I’ll second Spyros Theodoritsis. Yes, Greek Cypriots killed Turkish Cypriots in Cyprus in intercommunity violence. Yes, there was de facto partition of the island since 1963. Yes, if you talk to at least some Greek Cypriots for long enough (as I did with my uncle there), you’ll work out that despite their professed desire for a reunified Cyprus (as long as the mainland Turks go away), they don’t necessarily have a lot of respect for Turkish Cypriots.
But no, making Cyprus Türkenrein has never been a talking point for Greek Cypriots. They do want their homes back, as you’ve clarified the question, OP, but they do actually want reunification and peace as well. I don’t think they’d trust any population exchange solution to resolve anything anyway: it’s a cause of Turkish resentment just waiting to happen.

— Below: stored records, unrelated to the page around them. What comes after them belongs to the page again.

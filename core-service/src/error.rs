use thiserror::Error;

#[derive(Error, Debug)]
pub enum CoreError {
    #[error("Core initialization failed: {0}")]
    InitializationFailed(String),

    #[error("Configuration error: {0}")]
    Runtime(#[from] core_runtime::Error),

    #[error("Directory error: {0}")]
    Directory(#[from] core_directory::DirectoryError),

    #[error("Connector error: {0}")]
    Connector(#[from] core_connector::ApiError),

    #[error("Correlation error: {0}")]
    Correlation(#[from] core_correlation::CorrelationError),

    #[error("Sync error: {0}")]
    Sync(#[from] core_sync::SyncError),
}

pub type Result<T> = std::result::Result<T, CoreError>;
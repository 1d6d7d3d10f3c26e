//! Microsoft Graph response types

use serde::{Deserialize, Serialize};
use serde_json::{json, Value};

/// OAuth2 token response from the Microsoft identity platform.
#[derive(Debug, Deserialize)]
pub struct TokenResponse {
    pub access_token: String,
    #[serde(default = "default_expires_in")]
    pub expires_in: i64,
}

fn default_expires_in() -> i64 {
    3600
}

/// Graph `user` resource, limited to the selected fields
#[derive(Debug, Clone, Default, Serialize, Deserialize)]
#[serde(rename_all = "camelCase", default)]
pub struct GraphUser {
    pub id: Option<String>,
    pub user_principal_name: Option<String>,
    pub display_name: Option<String>,
    pub given_name: Option<String>,
    pub surname: Option<String>,
    pub mail: Option<String>,
    pub job_title: Option<String>,
    pub department: Option<String>,
    pub office_location: Option<String>,
    pub manager: Option<Value>,
    pub account_enabled: Option<bool>,
    pub user_type: Option<String>,
    pub created_date_time: Option<String>,
    pub last_sign_in_date_time: Option<String>,
}

impl GraphUser {
    /// Flatten into the field names the correlation engine reads.
    pub fn standardize(&self) -> Value {
        json!({
            "id": self.id,
            "email": self.mail.as_ref().or(self.user_principal_name.as_ref()),
            "userPrincipalName": self.user_principal_name,
            "displayName": self.display_name,
            "givenName": self.given_name,
            "surname": self.surname,
            "full_name": self.display_name,
            "jobTitle": self.job_title,
            "department": self.department,
            "office": self.office_location,
            "manager": self.manager,
            "accountEnabled": self.account_enabled.unwrap_or(true),
            "userType": self.user_type.as_deref().unwrap_or("Member"),
            "createdDateTime": self.created_date_time,
            "lastSignInDateTime": self.last_sign_in_date_time,
            "source_system": "Microsoft Graph",
        })
    }
}

/// Intune `managedDevice` resource
#[derive(Debug, Clone, Default, Serialize, Deserialize)]
#[serde(rename_all = "camelCase", default)]
pub struct ManagedDevice {
    pub id: Option<String>,
    pub device_name: Option<String>,
    pub operating_system: Option<String>,
    pub os_version: Option<String>,
    pub device_type: Option<String>,
    pub compliance_state: Option<String>,
    pub last_sync_date_time: Option<String>,
    pub enrolled_date_time: Option<String>,
    pub user_principal_name: Option<String>,
    pub model: Option<String>,
    pub manufacturer: Option<String>,
}

impl ManagedDevice {
    pub fn standardize(&self) -> Value {
        json!({
            "id": self.id,
            "name": self.device_name,
            "operating_system": self.operating_system,
            "os_version": self.os_version,
            "device_type": self.device_type,
            "compliance_state": self.compliance_state,
            "last_sync": self.last_sync_date_time,
            "enrolled_date": self.enrolled_date_time,
            "user_principal_name": self.user_principal_name,
            "model": self.model,
            "manufacturer": self.manufacturer,
            "compliant": self.compliance_state.as_deref() == Some("compliant"),
            "source_system": "Microsoft Graph",
        })
    }
}

/// Graph `organization` resource
#[derive(Debug, Clone, Default, Deserialize)]
#[serde(rename_all = "camelCase", default)]
pub struct Organization {
    pub display_name: Option<String>,
    pub verified_domains: Vec<Value>,
}

/// Graph collection envelope
#[derive(Debug, Deserialize)]
pub struct Collection<T> {
    #[serde(default = "Vec::new")]
    pub value: Vec<T>,
}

Although it has to be said, the newer generation of Greek Cypriots has gotten quite used to living with partition; and reunification is no longer for Greek Cypriots an existential question, the way it has been for Turkish Cypriots.
Mehrdad, canım, I don’t know. I will guess, but whatever I guess, Dimitris Almyrantis will guess better.
The usual answer is, Iran is at a crossroads of civilisations. Maybe. But you know, so is Greece, so is Turkey, so is Russia, so is Spain. In itself, that’s not actually an answer; it’s only the beginnings of an answer.
Like many countries, Iran has ethnic spillover at its borders—Kurds next to Iraqi Kurdistan, Arabs in Khuzestan. That’s only a small part of it.
Iran was in the pathway of a major population movement, that of the Turkic peoples. Unlike Turkey, that did not result in a demographic takeover: the Persian ethnicity was well-established and prestigious, and the Azeris and Turkmens were not waging a war of cultural or religous conquest when they arrived. But it did result in the Torki being a sizeable and secure minority.
Iran was ruled by a multiethnic empire until fairly recently, which did not particularly care about how Farsi or Torki you were. (At least, that’s what you and Pegah tell me!)
Multiethnic empires facilitated internal migration of different ethnic groups: hence the Georgians and Armenians in Fereydan (which is nowhere near the Caucasus), or the Circassians imported by the shahs.
Iran did not have time or incentive to embrace the strongly centralising, “One Ethnicity One Nation” ideal that took hold of much of Europe. So there was not much opportunity for Persians to assimilate other ethnicities—even those closest to them, such as the Mazandaranis or Gilakis, let alone the Lurs.
So: some accidents of history, including the movement of the Turkic peoples; multi-ethnic empire; and lack of overt assimilatory policies. Shi’a religion and common cultural heritage, rather than ethnicity, have been entrusted with the role of binding Iran together.
Mariam Als, thank you for your A2As. I truly am not qualified to answer this, and I hope Dimitris Almyrantis will. Irene Avetyan, I’m looking at you too. This is more to provoke an answer out of them, and it’s not rooted in any great understanding of Ottoman or Turkish history.
(That, and I’m cleaning out my A2A queue today.)
There are various forces historically that give cohesion to States. We have seen a change in the relative strength of those forces in the last couple of centuries; and that has undermined both Ottomanism and Pan-Islamism, in favour of Nationalism.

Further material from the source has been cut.